Since we use the recall metric, the evaluation is about how many objects and their predicate can be detected and predicted correctly. I can't remember if I provide precision as well in the paper, but if you can also get that value using this repo.
Thank you for your response, and I apologize for the confusion. The paper I was referring to is "Incremental 3D Semantic Scene Graph Prediction from RGB Sequences," which I will refer to as "JointSSG" later on.
Based on your explanation, does the sentence "Moreover, since different segmentation methods may result in different numbers of segments, we map all predictions on estimated segmentation back to ground truth" correspond to the statement "In the case of multiple segments corresponding to the same object instance, we add the same part relationship between all of them, as shown in Fig. 4." from Section 5 (Data Generation) of the SceneGraphFusion paper?
Additionally, is the discrepancy in performance reported between SceneGraphFusion and JointSSG due to the different methods used to match estimated segments with ground truth objects? In Section 5 (Data Generation) of the SceneGraphFusion paper, the area of intersection between estimated segments and ground truth objects is used as the matching criterion in the detection. However, as you mentioned, JointSSG uses bounding box overlapping for this purpose.
SceneGraphFusion:
JointSSG:
Those two sentences do not describe the same thing. "Moreover, since different segmentation methods may result in different numbers of segments, we map all predictions on estimated segmentation back to ground truth" talks about how we evaluate the performance of the methods using different segmentation methods. To compare them with each other, we map all the predictions back to the ground truth segmentation and evaluate the prediction results.
"In the case of multiple segments corresponding to the same object instance, we add the same part relationship between all of them, as shown in Fig. 4." talks about how we estimate "instances" from our over-segmentation approaches. We predict which segments are belong to the "same part".
The above two are applied in different evaluations. For the first sentence, it is used for evaluating the class prediction on the ground truth objects. The second sentence is used to estimate the instance (panoptic) segmentation.

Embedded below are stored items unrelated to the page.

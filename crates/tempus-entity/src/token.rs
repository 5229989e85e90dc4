//! Token ledger row model.

use chrono::{DateTime, Utc};
use serde::{Deserialize, Serialize};
use sqlx::FromRow;
use uuid::Uuid;

/// Distinguishes access tokens from refresh tokens.
#[derive(Debug, Clone, Copy, PartialEq, Eq, Hash, Serialize, Deserialize, sqlx::Type)]
#[sqlx(type_name = "token_kind", rename_all = "lowercase")]
#[serde(rename_all = "lowercase")]
pub enum TokenKind {
    /// Short-lived token for API requests.
    Access,
    /// Long-lived token for obtaining new access tokens.
    Refresh,
}

impl TokenKind {
    /// Return the kind as a lowercase string.
    pub fn as_str(&self) -> &'static str {
        match self {
            Self::Access => "access",
            Self::Refresh => "refresh",
        }
    }
}

impl std::fmt::Display for TokenKind {
    fn fmt(&self, f: &mut std::fmt::Formatter<'_>) -> std::fmt::Result {
        write!(f, "{}", self.as_str())
    }
}

/// One row in the token ledger.
///
/// A row is created for every issued token and is never deleted; the only
/// mutation the ledger allows is flipping `revoked` to true. Together with
/// the unique index on `jti`, this makes the table a complete audit trail
/// of every credential the system has ever handed out.
#[derive(Debug, Clone, Serialize, Deserialize, FromRow)]
pub struct TokenRecord {
    /// Ledger row id.
    pub id: i64,
    /// Unique token identifier, the revocation key.
    pub jti: Uuid,
    /// Access or refresh.
    pub kind: TokenKind,
    /// Owning principal identity.
    pub subject: String,
    /// Whether the token has been revoked. One-way.
    pub revoked: bool,
    /// Absolute expiry.
    pub expires_at: DateTime<Utc>,
    /// Expiry as epoch seconds, kept redundantly for audit parity.
    pub epoch_expires: i64,
    /// When the row was created (issuance time).
    pub created_at: DateTime<Utc>,
    /// When the row was last updated (revocation time, if any).
    pub updated_at: DateTime<Utc>,
}

impl TokenRecord {
    /// Whether the token is past its expiry.
    pub fn is_expired(&self) -> bool {
        self.expires_at <= Utc::now()
    }

    /// Whether the token is still usable: not revoked and not expired.
    pub fn is_active(&self) -> bool {
        !self.revoked && !self.is_expired()
    }
}

/// Data required to record a newly issued token.
#[derive(Debug, Clone, Serialize, Deserialize)]
pub struct NewToken {
    /// Unique token identifier from the codec.
    pub jti: Uuid,
    /// Access or refresh.
    pub kind: TokenKind,
    /// Owning principal identity.
    pub subject: String,
    /// Absolute expiry.
    pub expires_at: DateTime<Utc>,
}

The inconsistency in the model performance mainly come from the training data. For 3DSSG, the numbers are close since it uses the ground truth data to train. For SGFN, it trains on a dense segmentation method which does not guarantee to produce exactly the same segmentation.
I get it now. Thank you very much for your support!
Thank you for the great work! I have some questions regarding the evaluation metric used in the paper and the code. In table 1 of the paper, there are three recall metrics reported: Relationship, Object, and Predicate. I want to confirm if my understanding on the definitions are correct.
Moreover, I am curious about the definition of localized objects. For example, in 2D scene graph generation, a object is localized (or detected) if the IoU overlap with a ground truth object is greater than 0.5. Did you also use the IoU of oriented bounding boxes, or the Average Overlap Score?
The other question regards the paragraph
Evaluation Metric
in section 4.2 of the paper. I want to know the meaning of the sentence: "Moreover, since different segmentation methods may result in different number of segments, we map all predictions on estimated segmentation back to ground truth." Can you point out the part in the code that maps all predictions on estimated segmentation back to ground truth?Thank you very much.